Syntheses, crystal structures and biological relevance of glycolato and S-lactato molybdates

Abstract

Glycolato and S-lactato complexes containing the dioxomolybdenum(VI) moiety have been synthesized for studies on the role of the α-hydroxycarboxylato anion in the iron molybdenum cofactor of nitrogenase. The ligands in these complexes, vis K 2[MoO 2(glyc) 2] · H 2O (H 2glyc=glycolic acid, C 2H 4O 3) ( 1) and {Na 2[MoO 2( S-lact) 2]} 3 · 13H 2O (H 2lact=lactic acid, C 3H 6O 3) ( 2) chelate through their α-alkoxyl and α-carboxyl oxygen atoms. In contrast, octanuclear K 6[(MoO 2) 8(glyc) 6(Hglyc) 2] · 10H 2O ( 3) formed by the reduction of the glycolato complex ( 1), features three different ligand binding modes: (i) non-bridging and bridging bidentate coordination of α-alkoxyl and α-carboxyl groups, and (ii) bidentate bridging using α-carboxyl group, leaving the α-alkoxyl group free.
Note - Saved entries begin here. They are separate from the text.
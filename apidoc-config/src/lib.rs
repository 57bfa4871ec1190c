//! Shared configuration loader for the apidoc toolchain.
//!
//! `defaults/apidoc.default.toml` is embedded into every binary so that docs
//! and runtime behavior stay in sync. Applications layer user-specific files
//! on top of those defaults via [`Loader`] before deserializing into
//! [`ApidocConfig`].

use apidoc_export::CodeStyle;
use config::builder::DefaultState;
use config::{Config, ConfigBuilder, ConfigError, File, FileFormat, ValueKind};
use serde::Deserialize;
use std::path::Path;

const DEFAULT_TOML: &str = include_str!("../defaults/apidoc.default.toml");

/// Top-level configuration consumed by apidoc applications.
#[derive(Debug, Clone, Deserialize)]
pub struct ApidocConfig {
    pub project: ProjectConfig,
    pub export: ExportConfig,
    pub templates: TemplateConfig,
    #[serde(default)]
    pub styles: Vec<StyleConfig>,
}

impl ApidocConfig {
    /// Custom code styles in declaration order, ready for the highlighter.
    pub fn code_styles(&self) -> Vec<CodeStyle> {
        self.styles
            .iter()
            .map(|style| {
                CodeStyle::new(style.class.as_str(), style.start.as_str())
                    .with_patterns(style.patterns.iter().cloned())
            })
            .collect()
    }
}

/// Where documents and templates live.
#[derive(Debug, Clone, Deserialize)]
pub struct ProjectConfig {
    pub root: String,
}

/// Knobs for the export pass itself.
#[derive(Debug, Clone, Deserialize)]
pub struct ExportConfig {
    pub title: String,
    pub output: String,
    pub highlight: bool,
}

/// Template file names, resolved against the project root.
#[derive(Debug, Clone, Deserialize)]
pub struct TemplateConfig {
    pub html: String,
    pub css: String,
}

/// One custom code style: HTML class, start macro, regex patterns.
#[derive(Debug, Clone, Deserialize)]
pub struct StyleConfig {
    pub class: String,
    pub start: String,
    #[serde(default)]
    pub patterns: Vec<String>,
}

/// Helper for layering user overrides over the built-in defaults.
#[derive(Debug, Clone)]
pub struct Loader {
    builder: ConfigBuilder<DefaultState>,
}

impl Loader {
    /// Start a loader seeded with the embedded defaults.
    pub fn new() -> Self {
        let builder = Config::builder().add_source(File::from_str(DEFAULT_TOML, FileFormat::Toml));
        Self { builder }
    }

    /// Layer a configuration file. Missing files trigger an error.
    pub fn with_file(mut self, path: impl AsRef<Path>) -> Self {
        let source = File::from(path.as_ref())
            .format(FileFormat::Toml)
            .required(true);
        self.builder = self.builder.add_source(source);
        self
    }

    /// Layer an optional configuration file (ignored if the file is absent).
    pub fn with_optional_file(mut self, path: impl AsRef<Path>) -> Self {
        let source = File::from(path.as_ref())
            .format(FileFormat::Toml)
            .required(false);
        self.builder = self.builder.add_source(source);
        self
    }

    /// Apply a single key/value override (useful for CLI flags).
    pub fn set_override<I>(mut self, key: &str, value: I) -> Result<Self, ConfigError>
    where
        I: Into<ValueKind>,
    {
        self.builder = self.builder.set_override(key, value)?;
        Ok(self)
    }

    /// Finalize the builder and deserialize the resulting configuration.
    pub fn build(self) -> Result<ApidocConfig, ConfigError> {
        self.builder.build()?.try_deserialize()
    }
}

impl Default for Loader {
    fn default() -> Self {
        Self::new()
    }
}

/// Convenience helper for callers that only need the defaults.
pub fn load_defaults() -> Result<ApidocConfig, ConfigError> {
    Loader::new().build()
}
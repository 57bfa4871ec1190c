//! Code style declarations for the highlighter.
//!
//! A style is a named set of regex patterns plus a start macro; every style
//! shares the single end macro. The built-in table below is a process-wide
//! read-only constant passed explicitly into the highlighter; caller-supplied
//! styles are applied after it, in the order supplied. Pattern order inside a
//! style matters too: patterns are applied in declaration order.
//!
//! The built-in patterns target the C#/Unity flavored sources the format was
//! designed around. The regex crate has no look-around, so the word fences
//! are expressed with `\b` boundaries.

/// Shared end macro closing every style span.
pub const STYLE_END_MACRO: &str = "</c>";

/// Lines containing this marker are comment-styled from the marker onward.
pub const COMMENT_MARKER: &str = "//";

/// Style class routed through the highlighter when highlighting is enabled.
pub const CODE_CLASS: &str = "Code";

/// One named highlighting rule mapped to an HTML class via its start macro.
#[derive(Debug, Clone, PartialEq, Eq)]
pub struct CodeStyle {
    pub class_name: String,
    pub start_macro: String,
    pub patterns: Vec<String>,
    pub is_comment: bool,
}

impl CodeStyle {
    pub fn new(class_name: impl Into<String>, start_macro: impl Into<String>) -> Self {
        Self {
            class_name: class_name.into(),
            start_macro: start_macro.into(),
            patterns: Vec::new(),
            is_comment: false,
        }
    }

    /// Comment styles carry no patterns; they claim `//` tails whole.
    pub fn comment(class_name: impl Into<String>, start_macro: impl Into<String>) -> Self {
        let mut style = Self::new(class_name, start_macro);
        style.is_comment = true;
        style
    }

    pub fn with_patterns<I, S>(mut self, patterns: I) -> Self
    where
        I: IntoIterator<Item = S>,
        S: Into<String>,
    {
        self.patterns = patterns.into_iter().map(Into::into).collect();
        self
    }
}

/// The built-in style table, in application order.
pub fn built_in_styles() -> Vec<CodeStyle> {
    vec![
        CodeStyle::comment("CodeComment", "<cc>"),
        CodeStyle::new("CodeType", "<ct>").with_patterns([
            // Attributes
            r"\b(RequireComponent|CustomEditor|SerializeField|CanEditMultipleObjects)\b",
            // Regular classes
            r"\b(Camera|MonoBehaviour|MeshFilter|List|Mathf|Object|Collider|GameObject|Renderer|Mesh|AudioClip)\b",
            // Input
            r"\b(Input|KeyCode)\b",
            // Physics
            r"\b(Ray|Physics|RaycastHit)\b",
            // Other
            r"\b(Debug|Time|Transform)\b",
        ]),
        CodeStyle::new("CodeKeyword", "<ck>").with_patterns([
            // Essential keywords
            r"\b(using|get|async|virtual|set|public|private|sealed|static|abstract|protected|override|base|new|void|class|return|out|in|typeof|if|while|else|for|foreach|continue|null)\b",
            // Datatypes
            r"\b(Vector3|Vector2|Quaternion|true|false|bool|int|float|string|var)\b",
        ]),
        CodeStyle::new("CodeString", "<cs>").with_patterns([
            // Strings and numeric literals
            r#""[^"\n]*"|\b[0-9]+(\.[0-9]+)?f?\b"#,
        ]),
    ]
}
The octanuclear skeleton shows strong metal–metal interactions. The coordination modes in ( 1) and ( 2) mimic that of homocitrate to the iron molybdenum cofactor (FeMo-co) of nitrogenase. The bidentate coordination of α-alkoxyl and α-carboxyl groups shows that bond of α-carboxyl group to Mo is less susceptible to the oxidation state of molybdenum compared with the Mo-α-alkoxyl bond. This is supported by the dinuclear coordination of α-carboxyl group with free α-alkoxyl group in glycolato molybdate(V) ( 3).